# What the task asks
From the records below, please repeat exactly the line that has "for an identifier.", the line that has "hex::encode(&digest[..8])", and every line between them, and nothing else.

# Supplied data
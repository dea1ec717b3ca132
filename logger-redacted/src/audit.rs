//! Compliance audit events
//!
//! Every eligibility verification produces exactly one audit line, success or
//! failure. Fields are restricted to identifiers that carry no PHI.

use chrono::{DateTime, Utc};
use serde::{Deserialize, Serialize};

pub const AUDIT_TARGET: &str = "audit";

#[derive(Debug, Clone, Serialize, Deserialize)]
pub struct AuditEvent {
    pub verification_id: String,
    pub payer_id: String,
    /// Output of [`crate::hash_identifier`] over the request fingerprint
    pub subject_hash: String,
    pub status: String,
    pub degraded: bool,
    pub from_cache: bool,
    pub hops: usize,
    pub failure_code: Option<String>,
    pub timestamp: DateTime<Utc>,
}

impl AuditEvent {
    /// Emit the event on the `audit` target
    pub fn record(&self) {
        tracing::info!(
            target: AUDIT_TARGET,
            verification_id = %self.verification_id,
            payer_id = %self.payer_id,
            subject = %self.subject_hash,
            status = %self.status,
            degraded = self.degraded,
            from_cache = self.from_cache,
            hops = self.hops,
            failure_code = self.failure_code.as_deref().unwrap_or("-"),
            timestamp = %self.timestamp.to_rfc3339(),
            "eligibility verification recorded"
        );
    }
}

#[cfg(test)]
mod tests {
    use super::*;
    use std::sync::{Arc, Mutex};
    use tracing_subscriber::fmt::MakeWriter;

    #[derive(Clone, Default)]
    struct Buffer(Arc<Mutex<Vec<u8>>>);

    impl std::io::Write for Buffer {
        fn write(&mut self, buf: &[u8]) -> std::io::Result<usize> {
            self.0.lock().unwrap().extend_from_slice(buf);
            Ok(buf.len())
        }

        fn flush(&mut self) -> std::io::Result<()> {
            Ok(())
        }
    }

    impl<'a> MakeWriter<'a> for Buffer {
        type Writer = Buffer;

        fn make_writer(&'a self) -> Self::Writer {
            self.clone()
        }
    }

    #[test]
    fn test_record_writes_one_json_line_on_audit_target() {
        let buffer = Buffer::default();
        let subscriber = tracing_subscriber::fmt()
            .json()
            .with_writer(buffer.clone())
            .finish();
        let event = AuditEvent {
            verification_id: "0b7c".into(),
            payer_id: "cigna".into(),
            subject_hash: crate::hash_identifier("cigna:W123"),
            status: "degraded".into(),
            degraded: true,
            from_cache: false,
            hops: 3,
            failure_code: Some("ELIG_5002".into()),
            timestamp: Utc::now(),
        };
        tracing::subscriber::with_default(subscriber, || event.record());

        let output = String::from_utf8(buffer.0.lock().unwrap().clone()).unwrap();
        assert_eq!(output.lines().count(), 1);
        assert!(output.contains(r#""target":"audit""#));
        assert!(output.contains(r#""failure_code":"ELIG_5002""#));
        assert!(!output.contains("W123"));
    }
}
use chrono::{DateTime, Utc};
use crypto::HmacSigner;
use serde::Serialize;
use uuid::Uuid;

use crate::error::EngineResult;
use crate::models::{CoverageDecision, EligibilityResult, VerificationStatus};

/// Produces the tamper-evident signature attached to verification outcomes
pub trait IntegritySigner: Send + Sync {
    /// Signature envelope over `payload`
    fn sign_payload(&self, payload: &[u8]) -> EngineResult<String>;

    fn nonce(&self) -> EngineResult<String>;
}

impl IntegritySigner for HmacSigner {
    fn sign_payload(&self, payload: &[u8]) -> EngineResult<String> {
        Ok(self.seal(payload))
    }

    fn nonce(&self) -> EngineResult<String> {
        Ok(HmacSigner::nonce(self)?)
    }
}

/// Fields covered by an outcome signature
#[derive(Debug, Serialize)]
#[serde(rename_all = "camelCase")]
pub struct SignedPayload<'a> {
    pub verification_id: Uuid,
    pub timestamp: DateTime<Utc>,
    pub payer_id: &'a str,
    pub procedure_code: &'a str,
    pub status: VerificationStatus,
    pub degraded: bool,
    /// Code of the failure that forced a degraded estimate
    pub reason_code: Option<&'a str>,
    pub eligibility: Option<&'a EligibilityResult>,
    pub coverage: Option<&'a CoverageDecision>,
    pub nonce: String,
}

impl SignedPayload<'_> {
    pub fn sign(&self, signer: &dyn IntegritySigner) -> EngineResult<String> {
        let bytes = serde_json::to_vec(self)?;
        signer.sign_payload(&bytes)
    }
}
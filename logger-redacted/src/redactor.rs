use lazy_static::lazy_static;
use regex::Regex;
use sha2::{Digest, Sha256};

lazy_static! {
    static ref SSN_REGEX: Regex = Regex::new(r"\b\d{3}-\d{2}-\d{4}\b").unwrap();
    static ref DATE_REGEX: Regex = Regex::new(r"\b(?:19|20)\d{2}-?(?:0[1-9]|1[0-2])-?(?:0[1-9]|[12]\d|3[01])\b").unwrap();
    static ref PHONE_REGEX: Regex = Regex::new(r"\b(?:\+1[-.\s]?)?\(?([0-9]{3})\)?[-.\s]?([0-9]{3})[-.\s]?([0-9]{4})\b").unwrap();
    static ref EMAIL_REGEX: Regex = Regex::new(r"\b[A-Za-z0-9._%+-]+@[A-Za-z0-9.-]+\.[A-Za-z]{2,}\b").unwrap();
}

/// Stable, non-reversible correlation token for an identifier.
///
/// First 8 bytes of SHA-256, hex encoded. Long enough to join log lines for
/// one member, far too short to be useful as a lookup key.
pub fn hash_identifier(value: &str) -> String {
    let digest = Sha256::digest(value.as_bytes());
    hex::encode(&digest[..8])
}

/// PHI redaction configuration
#[derive(Debug, Clone)]
pub struct RedactionConfig {
    pub redact_ssn: bool,
    pub redact_dates: bool,
    pub redact_phones: bool,
    pub redact_emails: bool,
    /// Replace matches with a correlation hash instead of a fixed mask
    pub hash_for_correlation: bool,
    /// Exact values known to be PHI for the current request (names, member ids)
    pub known_values: Vec<String>,
}

impl Default for RedactionConfig {
    fn default() -> Self {
        Self {
            redact_ssn: true,
            redact_dates: true,
            redact_phones: true,
            redact_emails: true,
            hash_for_correlation: false,
            known_values: Vec::new(),
        }
    }
}

/// PHI redactor for free text headed to a log sink
pub struct PiiRedactor {
    config: RedactionConfig,
}

impl PiiRedactor {
    pub fn new(config: RedactionConfig) -> Self {
        Self { config }
    }

    /// Redactor that additionally masks the given request values wherever
    /// they appear verbatim.
    pub fn for_values<I, S>(values: I) -> Self
    where
        I: IntoIterator<Item = S>,
        S: Into<String>,
    {
        Self::new(RedactionConfig {
            known_values: values
                .into_iter()
                .map(Into::into)
                .filter(|v: &String| !v.trim().is_empty())
                .collect(),
            ..Default::default()
        })
    }

    pub fn redact(&self, text: &str) -> String {
        let mut result = text.to_string();

        for value in &self.config.known_values {
            if result.contains(value.as_str()) {
                let replacement = self.mask("PHI", value);
                result = result.replace(value.as_str(), &replacement);
            }
        }

        if self.config.redact_ssn {
            result = self.replace_pattern(&SSN_REGEX, "SSN", &result);
        }

        if self.config.redact_dates {
            result = self.replace_pattern(&DATE_REGEX, "DATE", &result);
        }

        if self.config.redact_phones {
            result = self.replace_pattern(&PHONE_REGEX, "PHONE", &result);
        }

        if self.config.redact_emails {
            result = self.replace_pattern(&EMAIL_REGEX, "EMAIL", &result);
        }

        result
    }

    fn replace_pattern(&self, pattern: &Regex, label: &str, text: &str) -> String {
        pattern
            .replace_all(text, |caps: &regex::Captures| self.mask(label, &caps[0]))
            .to_string()
    }

    fn mask(&self, label: &str, value: &str) -> String {
        if self.config.hash_for_correlation {
            format!("{}[{}]", label, hash_identifier(value))
        } else {
            format!("[{} REDACTED]", label)
        }
    }
}

impl Default for PiiRedactor {
    fn default() -> Self {
        Self::new(RedactionConfig::default())
    }
}

#[cfg(test)]
mod tests {
    use super::*;

    #[test]
    fn test_date_of_birth_redaction() {
        let redactor = PiiRedactor::default();

        let redacted = redactor.redact("DMG*D8*19800115 rejected, dob 1980-01-15");
        assert!(!redacted.contains("19800115"));
        assert!(!redacted.contains("1980-01-15"));
        assert!(redacted.contains("[DATE REDACTED]"));
    }

    #[test]
    fn test_ssn_and_email_redaction() {
        let redactor = PiiRedactor::default();

        let redacted = redactor.redact("subscriber 123-45-6789 contact jane.doe@example.com");
        assert!(redacted.contains("[SSN REDACTED]"));
        assert!(redacted.contains("[EMAIL REDACTED]"));
    }

    #[test]
    fn test_known_values_are_masked() {
        let redactor = PiiRedactor::for_values(["Doe", "W123456789", " "]);

        let redacted = redactor.redact("Member W123456789 (Doe) not found");
        assert_eq!(redacted, "Member [PHI REDACTED] ([PHI REDACTED]) not found");
    }

    #[test]
    fn test_hash_for_correlation_is_stable() {
        let redactor = PiiRedactor::new(RedactionConfig {
            hash_for_correlation: true,
            ..Default::default()
        });

        let first = redactor.redact("call 555-123-4567");
        let second = redactor.redact("call 555-123-4567");
        assert_eq!(first, second);
        assert!(first.starts_with("call PHONE["));
    }

    #[test]
    fn test_hash_identifier_is_short_and_deterministic() {
        let a = hash_identifier("W123456789");
        assert_eq!(a.len(), 16);
        assert_eq!(a, hash_identifier("W123456789"));
        assert_ne!(a, hash_identifier("W123456780"));
    }
}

# Finished task
/// Stable, non-reversible correlation token for an identifier.
///
/// First 8 bytes of SHA-256, hex encoded. Long enough to join log lines for
/// one member, far too short to be useful as a lookup key.
pub fn hash_identifier(value: &str) -> String {
    let digest = Sha256::digest(value.as_bytes());
    hex::encode(&digest[..8])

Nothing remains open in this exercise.